Evan Longoria Charts His Own Path, On And Off The Baseball Diamond

04/07/2015 03:52 pm ET | Updated Apr 10, 2015
Patrick Semansky/AP

When Evan Longoria's second child was born in November 2014, he was not near his fiancee in St. Petersburg, Florida. Instead, Longoria was on the other side of the world, playing in the Tokyo Dome for a baseball series with Japan.

Checking his phone incessantly throughout each inning, he got the heads-up that the baby was coming soon. He proceeded to take himself out of the game and FaceTime fiancee Jaime Edmondson, watching via live stream as his son was born.

"Of course, it was right during the game," Longoria told The Huffington Post. "And it was a surprise. We didn't know what it would be, but Jaime urged me to go and wasn't upset."

At 29 years old, Longoria is firmly in the prime of a splendid career spent entirely with the Tampa Bay Rays. A three-time All-Star third baseman with two Gold Gloves, he won the 2008 Rookie of the Year and leads the franchise in both total home runs and RBIs.

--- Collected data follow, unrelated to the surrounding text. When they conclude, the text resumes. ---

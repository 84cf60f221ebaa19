//! Events: the schedulable unit of work.
//!
//! An [`Event`] is a cheap, clonable handle. The submitter keeps one clone
//! to wait on, and the context holds another while the event is queued.
//!
//! # Lifecycle
//!
//! ```text
//!   post        pop            handler -> true
//! +-------+    +------+    +---------+    +------+
//! |Pending| -> |Queued| -> | Running | -> | Done |
//! +-------+    +------+    +---------+    +------+
//!                  |            |  handler -> false
//!                  |            +--> Pending (suspended, or requeued
//!                  | cancel /        next tick in periodic mode)
//!                  | teardown
//!                  v
//!             +--------+
//!             |Canceled|
//!             +--------+
//! ```
//!
//! The first transition into `Done` or `Canceled` wins; it posts the
//! completion signal exactly once and, for auto-destructing events, runs
//! the destructor.
//!
//! An event is posted at most once. A suspended event still belongs to
//! its context; finish it with [`Event::mark_done`] or [`Event::cancel`]
//! rather than posting it again.

use crate::error::{DispatchError, Result};
use crate::sync::Semaphore;
use crate::timer::Timer;
use evd_list::NodeId;
use parking_lot::Mutex;
use std::any::Any;
use std::fmt;
use std::sync::atomic::{AtomicBool, AtomicU64, AtomicU8, Ordering};
use std::sync::{Arc, Weak};
use std::time::Duration;
use tracing::trace;

/// Handler run by a worker. Returns `true` once the event is fully done.
pub type Handler = Box<dyn FnMut(&Event) -> bool + Send>;

/// Cleanup run at most once for an event.
pub type Destructor = Box<dyn FnOnce(&Event) + Send>;

// ============================================================================
// Identity and State
// ============================================================================

/// Process-unique identifier for an event.
#[derive(Debug, Clone, Copy, PartialEq, Eq, Hash)]
pub struct EventId(u64);

impl EventId {
    fn new() -> Self {
        static COUNTER: AtomicU64 = AtomicU64::new(0);
        Self(COUNTER.fetch_add(1, Ordering::Relaxed))
    }
}

impl fmt::Display for EventId {
    fn fmt(&self, f: &mut fmt::Formatter<'_>) -> fmt::Result {
        write!(f, "Event({})", self.0)
    }
}

/// Completion state of an event.
#[repr(u8)]
#[derive(Debug, Clone, Copy, PartialEq, Eq)]
pub enum EventState {
    /// Not finished: waiting in a queue, running, or suspended.
    Pending = 0,
    /// The handler (or an external caller) marked it done.
    Done = 1,
    /// Canceled explicitly or by context teardown.
    Canceled = 2,
}
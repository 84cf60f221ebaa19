//! Counting semaphore used as an event's completion signal.
//!
//! The semaphore has its own lock, separate from any context lock, so the
//! thread finishing an event never needs the queue lock to wake a waiter.
//! Posting before anyone waits leaves a permit behind.

use parking_lot::{Condvar, Mutex};
use std::time::{Duration, Instant};

pub(crate) struct Semaphore {
    permits: Mutex<usize>,
    condvar: Condvar,
}

impl Semaphore {
    pub(crate) fn new(permits: usize) -> Self {
        Self {
            permits: Mutex::new(permits),
            condvar: Condvar::new(),
        }
    }

    /// Release one permit.
    pub(crate) fn post(&self) {
        let mut permits = self.permits.lock();
        *permits += 1;
        self.condvar.notify_one();
    }

    /// Take one permit, blocking until one is available.
    pub(crate) fn wait(&self) {
        let mut permits = self.permits.lock();
        while *permits == 0 {
            self.condvar.wait(&mut permits);
        }
        *permits -= 1;
    }

    /// Take one permit if available.
    pub(crate) fn try_wait(&self) -> bool {
        let mut permits = self.permits.lock();
        if *permits == 0 {
            return false;
        }
        *permits -= 1;
        true
    }

    /// Take one permit, giving up after `timeout`.
    pub(crate) fn wait_for(&self, timeout: Duration) -> bool {
        let Some(deadline) = Instant::now().checked_add(timeout) else {
            self.wait();
            return true;
        };
        let mut permits = self.permits.lock();
        while *permits == 0 {
            if self.condvar.wait_until(&mut permits, deadline).timed_out() && *permits == 0 {
                return false;
            }
        }
        *permits -= 1;
        true
    }
}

To understand Longoria's current success on the baseball diamond, it helps to first understand the rather inauspicious start to his career.

Just over six feet tall and 170 lbs. as a high school senior outside of Los Angeles, "Longo's" only legitimate collegiate interest came from nearby USC, a proud program with fantastic baseball tradition. But the Trojans eventually soured on him and didn't offer him a scholarship. Instead of trying to walk on, Longoria enrolled at nearby Rio Hondo Community College, where he got stronger and excelled. Long Beach State -- a perennial powerhouse, with four trips to the College World Series -- came calling. Three years later, Longoria was selected third overall in the MLB Draft, providing a lesson in both perseverance and grit.

evan longoria

"Sometimes the road less traveled ends up being easier to navigate because ignorance is bliss," Longoria says. "I didn't know that I was any better or worse than the next guy -- I just enjoyed playing the game and didn't worry about anything else."

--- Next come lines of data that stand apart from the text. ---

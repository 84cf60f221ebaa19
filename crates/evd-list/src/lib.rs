//! Intrusive doubly-linked lists for the evd dispatch engine.
//!
//! Nodes live in a [`ListArena`] and are addressed by generational
//! [`NodeId`] handles. Any number of lists can be threaded through the same
//! arena; each list is a sentinel root ([`ListId`]) caching its first and
//! last element. A node is linked into at most one list at a time, which is
//! what lets a dispatch context move an event between its ready queue, its
//! timer queue and its per-tick side list without reallocating it.
//!
//! # Ownership
//!
//! The arena owns every value it holds. Linking and unlinking only rewires
//! handles; a value leaves the arena through [`ListArena::take`],
//! [`ListArena::pop_value`] or [`ListArena::destroy_all`]. The last of these
//! hands each value to the node's destructor, if one was installed, so
//! forced removal always has a cleanup path.
//!
//! ```
//! use evd_list::ListArena;
//!
//! let mut arena = ListArena::new();
//! let list = arena.new_list();
//!
//! let a = arena.push_value(list, 'a');
//! let c = arena.push_value(list, 'c');
//! let b = arena.insert('b');
//! arena.insert_after(a.into(), b).unwrap();
//!
//! let order: Vec<char> = arena.iter(list).map(|(_, v)| *v).collect();
//! assert_eq!(order, ['a', 'b', 'c']);
//! assert_eq!(arena.get_last(list), Some(c));
//! ```

#![warn(missing_docs)]

use std::fmt;
use thiserror::Error;

// ============================================================================
// Handles
// ============================================================================

/// Handle to a node slot in a [`ListArena`].
///
/// Handles carry the generation of the slot they were issued for, so a
/// handle kept past [`ListArena::take`] is rejected instead of silently
/// addressing whatever node reuses the slot.
#[derive(Debug, Clone, Copy, PartialEq, Eq, Hash)]
pub struct NodeId {
    index: u32,
    generation: u32,
}

impl NodeId {
    /// Slot index of this handle.
    #[must_use]
    pub const fn index(self) -> usize {
        self.index as usize
    }
}

impl fmt::Display for NodeId {
    fn fmt(&self, f: &mut fmt::Formatter<'_>) -> fmt::Result {
        write!(f, "Node({}v{})", self.index, self.generation)
    }
}

/// Handle to a list (its sentinel root) in a [`ListArena`].
#[derive(Debug, Clone, Copy, PartialEq, Eq, Hash)]
pub struct ListId(u32);

impl fmt::Display for ListId {
    fn fmt(&self, f: &mut fmt::Formatter<'_>) -> fmt::Result {
        write!(f, "List({})", self.0)
    }
}

/// A position in a list: either the sentinel root or a linked node.
///
/// [`ListArena::iterator`] returns the root position. Inserting after the
/// root prepends; stepping with [`ListArena::next`] from the root yields the
/// first element.
#[derive(Debug, Clone, Copy, PartialEq, Eq)]
pub enum Cursor {
    /// The sentinel root of a list.
    Root(ListId),
    /// A linked element.
    Node(NodeId),
}

impl From<NodeId> for Cursor {
    fn from(node: NodeId) -> Self {
        Self::Node(node)
    }
}

impl From<ListId> for Cursor {
    fn from(list: ListId) -> Self {
        Self::Root(list)
    }
}

/// Cleanup invoked with a node's value when [`ListArena::destroy_all`]
/// force-removes it.
pub type Destructor<T> = Box<dyn FnOnce(T) + Send>;

/// Errors from list operations.
#[derive(Debug, Clone, Copy, PartialEq, Eq, Error)]
pub enum ListError {
    /// The handle refers to a freed or foreign slot.
    #[error("stale or unknown node handle {0}")]
    StaleNode(NodeId),
    /// The node is already linked into a list.
    #[error("{node} is already linked into {list}")]
    AlreadyLinked {
        /// The node being linked.
        node: NodeId,
        /// The list currently holding it.
        list: ListId,
    },
    /// The cursor node is not linked, so it has no list to insert into.
    #[error("{0} is not linked into any list")]
    NotLinked(NodeId),
}

/// Result type for list operations.
pub type ListResult<T> = Result<T, ListError>;

// ============================================================================
// Storage
// ============================================================================

struct Node<T> {
    value: T,
    /// Owning list, `None` iff unlinked.
    root: Option<ListId>,
    prev: Option<NodeId>,
    next: Option<NodeId>,
    destructor: Option<Destructor<T>>,
}

struct Slot<T> {
    generation: u32,
    node: Option<Node<T>>,
}

/// Sentinel root of one list.
#[derive(Debug, Clone, Copy, Default)]
struct Sentinel {
    head: Option<NodeId>,
    tail: Option<NodeId>,
    len: usize,
}

/// Arena of list nodes plus the sentinel roots of every list threaded
/// through it.
pub struct ListArena<T> {
    slots: Vec<Slot<T>>,
    free: Vec<u32>,
    roots: Vec<Sentinel>,
}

When he's not playing baseball, Longoria spends his time with his family, but also as an ambassador for Red Bull and for the restaurant Ducky's, a sports lounge near downtown Tampa. Perhaps his favorite hobby is drumming, a skill he picked up about five years ago.

"I have my kit in this room off to the side of the field," he says. "It's right next to the visitors' clubhouse. The guys in the AL East have noticed my minor improvement."

Minor improvement -- or not so minor -- for the Rays is a necessity. After the most successful stretch in franchise history, including a trip to the 2008 World Series that Longoria helped spark as a rookie, the team has regressed. Last season, it traded its best asset -- 29-year-old ace and former Cy Young winner David Price -- and enters the 2015 campaign without manager Joe Maddon for the first time in nine years.

Longoria, for his part, talks confidently about embracing his role as a team leader.

"It's sort of come organically over the natural progression of time," he says of his role. "It's a pretty humbling and an eye-opening experience."

Opening day is here, which means that for Longoria, the ballpark is essentially home for 162 days and nights a year. The challenges presented by baseball can become immense, which makes family time that much more valuable.

"This year I'll be able to bring my daughter [to the stadium]," he gushes. "But it's hard not being able to be there to help Jaime. [My daughter] knows when I'm gone. She says, 'I want daddy.'"

"She's getting better at FaceTiming."

Apparently, it runs in the Longoria family.

CORRECTION: An earlier version of this story indicated the Longorias live in Tampa, Florida. In fact, they live in St. Petersburg.